■ What needs to be done ■
Your answer should be one number: how many lines below have the word "declared".

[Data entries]
--
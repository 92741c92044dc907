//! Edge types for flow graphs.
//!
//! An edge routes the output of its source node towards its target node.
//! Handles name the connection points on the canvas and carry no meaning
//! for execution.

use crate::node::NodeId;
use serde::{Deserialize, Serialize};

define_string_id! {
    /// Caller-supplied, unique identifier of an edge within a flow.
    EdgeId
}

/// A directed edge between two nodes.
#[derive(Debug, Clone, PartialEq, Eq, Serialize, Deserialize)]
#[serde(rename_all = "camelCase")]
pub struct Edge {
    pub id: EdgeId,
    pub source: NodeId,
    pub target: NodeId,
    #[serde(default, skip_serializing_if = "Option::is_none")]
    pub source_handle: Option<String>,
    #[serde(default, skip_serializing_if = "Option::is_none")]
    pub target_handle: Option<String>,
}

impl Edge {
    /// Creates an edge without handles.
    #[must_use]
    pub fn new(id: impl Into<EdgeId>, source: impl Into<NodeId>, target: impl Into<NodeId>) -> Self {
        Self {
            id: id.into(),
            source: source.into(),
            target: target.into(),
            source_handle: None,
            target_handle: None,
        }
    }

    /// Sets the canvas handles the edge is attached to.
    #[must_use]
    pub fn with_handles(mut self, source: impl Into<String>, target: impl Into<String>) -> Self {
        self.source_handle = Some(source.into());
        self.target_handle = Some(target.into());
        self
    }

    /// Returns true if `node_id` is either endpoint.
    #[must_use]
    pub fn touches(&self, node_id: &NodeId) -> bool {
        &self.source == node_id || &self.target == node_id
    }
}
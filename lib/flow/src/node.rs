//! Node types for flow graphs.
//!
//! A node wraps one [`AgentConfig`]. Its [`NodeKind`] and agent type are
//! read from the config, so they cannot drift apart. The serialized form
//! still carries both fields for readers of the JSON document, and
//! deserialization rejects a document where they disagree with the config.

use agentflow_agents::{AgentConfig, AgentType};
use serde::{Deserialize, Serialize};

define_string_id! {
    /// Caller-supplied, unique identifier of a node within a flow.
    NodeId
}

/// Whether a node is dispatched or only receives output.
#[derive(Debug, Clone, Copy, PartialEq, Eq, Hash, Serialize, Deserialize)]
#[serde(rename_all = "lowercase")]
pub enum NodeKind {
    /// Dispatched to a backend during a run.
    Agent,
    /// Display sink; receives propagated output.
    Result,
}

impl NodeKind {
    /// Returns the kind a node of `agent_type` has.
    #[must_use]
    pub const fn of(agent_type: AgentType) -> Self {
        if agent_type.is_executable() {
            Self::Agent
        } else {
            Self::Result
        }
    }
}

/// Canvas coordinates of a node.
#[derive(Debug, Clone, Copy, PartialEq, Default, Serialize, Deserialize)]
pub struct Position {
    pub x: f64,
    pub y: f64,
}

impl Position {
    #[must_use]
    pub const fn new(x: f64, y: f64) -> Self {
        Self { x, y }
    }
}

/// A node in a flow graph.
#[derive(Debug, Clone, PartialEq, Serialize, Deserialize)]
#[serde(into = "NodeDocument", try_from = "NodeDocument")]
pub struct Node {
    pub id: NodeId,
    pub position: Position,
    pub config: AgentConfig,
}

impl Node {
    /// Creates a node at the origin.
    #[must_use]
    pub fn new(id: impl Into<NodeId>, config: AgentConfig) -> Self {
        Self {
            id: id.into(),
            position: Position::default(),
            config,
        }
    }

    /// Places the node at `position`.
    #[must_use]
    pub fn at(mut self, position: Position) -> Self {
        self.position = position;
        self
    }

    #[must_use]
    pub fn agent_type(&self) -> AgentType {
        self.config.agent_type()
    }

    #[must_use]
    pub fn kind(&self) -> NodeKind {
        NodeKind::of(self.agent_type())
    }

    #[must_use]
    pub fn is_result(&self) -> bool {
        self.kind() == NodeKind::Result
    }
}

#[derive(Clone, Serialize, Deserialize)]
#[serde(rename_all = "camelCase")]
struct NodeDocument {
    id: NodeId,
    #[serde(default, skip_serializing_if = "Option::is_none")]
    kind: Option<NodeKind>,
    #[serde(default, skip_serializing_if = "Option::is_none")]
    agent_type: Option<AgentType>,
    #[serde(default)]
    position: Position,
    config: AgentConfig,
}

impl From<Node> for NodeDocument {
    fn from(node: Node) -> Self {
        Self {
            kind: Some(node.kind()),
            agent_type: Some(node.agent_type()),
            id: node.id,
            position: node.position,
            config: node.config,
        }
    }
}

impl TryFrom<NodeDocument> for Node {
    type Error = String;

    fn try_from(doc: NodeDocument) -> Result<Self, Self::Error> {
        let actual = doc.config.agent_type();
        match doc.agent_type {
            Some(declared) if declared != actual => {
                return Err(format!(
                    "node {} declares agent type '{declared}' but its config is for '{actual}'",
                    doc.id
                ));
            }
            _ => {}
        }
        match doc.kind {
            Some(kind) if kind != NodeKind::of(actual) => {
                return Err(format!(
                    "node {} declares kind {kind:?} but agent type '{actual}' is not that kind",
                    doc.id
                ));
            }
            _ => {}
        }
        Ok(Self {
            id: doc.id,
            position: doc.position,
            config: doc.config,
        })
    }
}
--
■ Answer area ■
2